TANJUNGBALAI | presisi24jam.com – Dalam rangka mewujudkan Indonesia Bersih Narkoba di Sumatera Utara, Menteri Dalam Negeri Muhammad Tito Karnavian Menteri Desa PDT dan Transmigrasi RI Abdul Halim Iskandar, Kepala BNN RI Komjen Pol Marthinus Hukom SIK MSi, meresmikan Kampung Bersih Narkoba (Bersinar) di Kelurahan Selat Tanjung Medan, Kecamatan Datuk Bandar Timur Kota Tanjungbalai, Rabu (24/4/2024) pagi.

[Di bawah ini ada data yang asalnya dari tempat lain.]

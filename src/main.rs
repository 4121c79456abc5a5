//! SvelteKit OpenAPI Generator - command-line tool for generating OpenAPI
//! documentation and a typed client from SvelteKit server routes.
//!
//! This binary analyzes the `+server.ts` files of a SvelteKit project to
//! extract route definitions, response types and documentation, then
//! generates an OpenAPI 3.0 document and, optionally, a typed TypeScript
//! API client.
//!
//! # Usage
//!
//! ```bash
//! openapi-from-routes [OPTIONS] <PROJECT_PATH>
//! ```
//!
//! # Examples
//!
//! Generate YAML documentation:
//! ```bash
//! openapi-from-routes ./my-app -o openapi.yaml
//! ```
//!
//! Generate JSON documentation and a typed client:
//! ```bash
//! openapi-from-routes ./my-app -f json -o openapi.json -c src/lib/api.ts
//! ```
//!
//! Enable verbose logging:
//! ```bash
//! openapi-from-routes ./my-app -v
//! ```

mod analyzer;
mod cli;
mod client_generator;
mod docs;
mod error;
mod openapi_builder;
mod parser;
mod route_map;
mod routing;
mod scanner;
mod schema_generator;
mod serializer;

use anyhow::Result;
use clap::Parser;
use log::info;

fn main() -> Result<()> {
    // We need to parse args twice: once to get verbose flag, then again after logger init
    // First, do a quick parse just to check for verbose flag
    let args_for_verbose = cli::CliArgs::parse();

    // Initialize logger based on verbose flag
    let log_level = if args_for_verbose.verbose {
        log::LevelFilter::Debug
    } else {
        log::LevelFilter::Info
    };

    env_logger::Builder::from_default_env()
        .filter_level(log_level)
        .init();

    info!("SvelteKit OpenAPI Generator starting...");

    // Now do the full parse with validation
    let args = cli::parse_args_from_parsed(args_for_verbose)?;

    // Run the main workflow
    cli::run(args)?;

    info!("Generation completed successfully");

    Ok(())
}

Turut hadir Kepala BNN RI Komjen Pol Marthinus Hukom, Mendagri diwakili Direktur Pengembangan Kapasitas Pemerintah Desa Data dan Evaluasi Pengembangan Desa Kemendagri, Muhammad Noval, para pejabat Eselon I di lingkungan BNN RI, Kapoldasu Irjen Pol Agung Setya Imam Efendi.
Tampak juga Karo Humpro BNN RI Brigjen Pol Anthonius Pangaribuan, Irwil III BNN RI Mangaradja, Pj Gubernur Sumut diwakili Kepala Kesbangpol Sumut Ir Ardan Noor, Walikota Tanjungbalai H Waris Tholib, SAg MM, Danlanal TBA Letkol Laut (P) Wido Dwi Nugraha SE MTr Opsla, Kapolres Tanjungbalai AKBP Yon Edi Winara, serta undangan yang berhadir.
Bertempat di Jalan Bambu, Kelurahan Selat Tanjung Medan, Kecamatan Datuk Bandar Timur, Kota Tanjungbalai, sinergitas bersama tersebut bentuk penguatan Kelurahan Bersih Narkoba menghadapi kompleksitas permasalahan Narkoba di Sumatera Utara yang tujuannya mewujudkan Indonesia Emas Tahun 2045 dan Kelurahan bersih Narkoba.
Lurah Selat Tanjung Medan Fadli mengaku sudah membentuk Satuan Kerja (Satker) Narkoba, baik di tingkat Kepling, TP PKK dan masyarakat karena persoalan Narkoba ini adalah peran penyelamatan dari Narkoba.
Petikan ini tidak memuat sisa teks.